# PCV valve location on my 389 need help



## ronayers1965 (Feb 14, 2019)

I am new to the Pontiac engine, most of my experience has been with Chevy's. I recently purchased a 65 GTO with 389 engine and 4 Bl carb. This car was under restoration when I purchased it with a rebuilt engine and with a Edelbrock PB4 Alum intake and Holley carb. From what I can gather information wise, the PVC valve is in the tray under the intake on the right hand front of the engine. The car included the PCV rubber grommet that fits the hole and I purchased a PVC valve. Both were difficult to install. I am unable to find any 389 engine photo's showing a PCV valve in this location. Something about this does not feel right and just wanted some input if I am interpreting the information I have. So far no one has answered any of my questions and wonder if I am doing something wrong?:frown3:
Thanks!


----------



## BLK69JUDGE (Jun 10, 2010)

it sounds likeyou have a 68 n newer valley pan

64-67 had a rear pcv ...

Scott


----------



## ronayers1965 (Feb 14, 2019)

Scott,
Thanks for the info. I would not be surprised as my car seems to be a bit of a FrakenGoat. The previous owner was less than honest with me about the history and what he had done to the car. The date code on the block is December 1964, but the Edelbrock intake he installed has not been produced since the 70's according to Edelbrock. It's entirely possible they installed a later model pan. Does the PVC connect to the tube on the air cleaner as it does on a Chevy?
Ron


----------



## bigD (Jul 21, 2016)

Usually connects to a hose fitting on the intake, in front of the carb, on the later model engines, with the front PCV valve location.

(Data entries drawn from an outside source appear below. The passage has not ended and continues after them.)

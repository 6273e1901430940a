//! ELF Segment Memory Loader
//!
//! Maps the loadable segments of a validated [`ExecutableImage`] into a
//! process address space, one page at a time.
//!
//! # Process
//!
//! For each PT_LOAD segment:
//! 1. Seek to the page-aligned file offset
//! 2. Allocate a user page at each page of the segment's range
//! 3. Read the file-backed part of the page
//! 4. Zero the remainder (BSS and page tails)

use alloc::vec::Vec;

use super::elf::{ExecutableImage, SegmentDescriptor, SegmentMapping};
use crate::config::{PAGE_MASK, PAGE_SIZE};
use crate::error::LoadError;
use crate::platform::{AddressSpace, File, PageFlags};
use crate::vfs::with_fs_lock;

/// Map one segment, returning the number of pages mapped.
///
/// `mapping.read_bytes + mapping.zero_bytes` must be a whole number of pages
/// and both addresses page-aligned. On failure the page being filled is
/// freed; earlier pages stay mapped and go away with the address space.
pub fn map_segment<F: File, S: AddressSpace>(
    file: &mut F,
    space: &mut S,
    mapping: &SegmentMapping,
) -> Result<usize, LoadError> {
    debug_assert_eq!((mapping.read_bytes + mapping.zero_bytes) % PAGE_SIZE, 0);
    debug_assert_eq!(mapping.mem_page & PAGE_MASK, 0);
    debug_assert_eq!(mapping.file_page & PAGE_MASK, 0);

    let mut flags = PageFlags::USER;
    if mapping.writable {
        flags |= PageFlags::WRITABLE;
    }

    with_fs_lock(|| file.seek(mapping.file_page));

    let mut read_bytes = mapping.read_bytes;
    let mut zero_bytes = mapping.zero_bytes;
    let mut upage = mapping.mem_page;
    let mut pages_mapped = 0;

    while read_bytes > 0 || zero_bytes > 0 {
        let page_read_bytes = read_bytes.min(PAGE_SIZE);
        let page_zero_bytes = PAGE_SIZE - page_read_bytes;

        let kpage = space
            .alloc_page(upage, flags)
            .ok_or(LoadError::OutOfMemory)?;

        let read = with_fs_lock(|| file.read(&mut kpage[..page_read_bytes]));
        if read != page_read_bytes {
            space.free_page(upage);
            log::warn!(
                "segment page {:#010x}: read {} of {} bytes",
                upage,
                read,
                page_read_bytes
            );
            return Err(LoadError::ShortRead);
        }
        kpage[page_read_bytes..].fill(0);

        read_bytes -= page_read_bytes;
        zero_bytes -= page_zero_bytes;
        upage += PAGE_SIZE as u32;
        pages_mapped += 1;
    }

    Ok(pages_mapped)
}

/// Map every loadable segment of `image`, returning the total page count.
pub fn map_image<F: File, S: AddressSpace>(
    image: &mut ExecutableImage<F>,
    space: &mut S,
) -> Result<usize, LoadError> {
    let segments: Vec<SegmentDescriptor> = image.loadable().copied().collect();
    let mut pages_mapped = 0;
    for segment in segments {
        let mapping = segment.mapping();
        pages_mapped += map_segment(image.file_mut(), space, &mapping)?;
        log::trace!(
            "mapped segment {:#010x}+{:#x} ({}{})",
            segment.vaddr,
            segment.mem_size,
            if mapping.writable { "rw" } else { "ro" },
            if segment.file_size == 0 { ", bss" } else { "" }
        );
    }
    Ok(pages_mapped)
}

First pic below shows this hose fitting on a P4B intake.

The 2nd pic shows the iron intake used in '78 & '79. It has no hole for a PCV hose fitting. So, with one of these intakes you'd have to hook the hose to a vac fitting on the carb, OR on a spacer plate which has a vac hose fitting.

The 3rd pic shows the PCV hose fitting, in the base plate, on a '78-'79 type Pontiac Q-jet.


----------



## Lemans guy (Oct 14, 2014)

All correct, but since you are not going with all original the best place for the crankcase vapors to enter is not where Pontiac originally put it. In those front intake runners, there was a plastic y looking fitting, you can still buy them from Ames or in-line tube that split the PCV vac to those two intake runners.

But the best place is in the direct carb center which is where the carb PCV hose exits the rear of the carb....you can run the hose under the intake and loop up to that connection. 

If you leave it at the front two it is ok but all the oil and blowby and condensation mostly goes to the 3 and 4 cylinders on each side and they gunk up more....remember PCV was just coming on in 1963 and the engineers were figuring it all out.

Center delivery to carb is the best for full disbursement to all cylinders.:nerd::nerd::nerd:


----------



## Lemans guy (Oct 14, 2014)

You can then run the brake booster to one of the direct intake vacumn, that is how I do it...right under the intake


----------



## bigD (Jul 21, 2016)

I personally think it's best to NOT run those crankcase fumes, & whatever else comes out the PCV valve, back into the intake. Why try to burn that junk ?

I always just left the valve in, but didn't hook a hose to it. 

OR, you can just run the hose into a puke can of some sort.

Same thing goes for the hose that went from the pass side valve cover, to the air cleaner. No good reason to recycle that junk. I suppose all that was just to try to comply with emission laws.


----------



## Lemans guy (Oct 14, 2014)

Right it was an early emission fix......It actually developed after the road draft tube which did evacuate the crankcase when the car was moving...but nothing at idle...all the old cars had them.....they were messy

In WW2 the Army asked GM for help GM had built a lot of tank engines and they were stalling when crossing rivers and streams because the water went up the road draft tube,...so GM made a closed system the PCV crankcase to intake .......no more stalling tanks.

You need to clear the crankcase for your engines benefit......but you really only return in the intake for emissions.

The valve inserted with no hose will not evacuate anything, the crud will stay. If youndon’t Want it to go back in like BigD best thing is to route vacumn to PCV through a catch can that vents to atmosphere. The crud comes out but vents through a top small air filter liquid on bottom.

I use a catch can and reroute whatever does not drop out in the can.....however you do it don’t leave the crud which turns to acid in the engine.

The PCV works for you and the environment too....


----------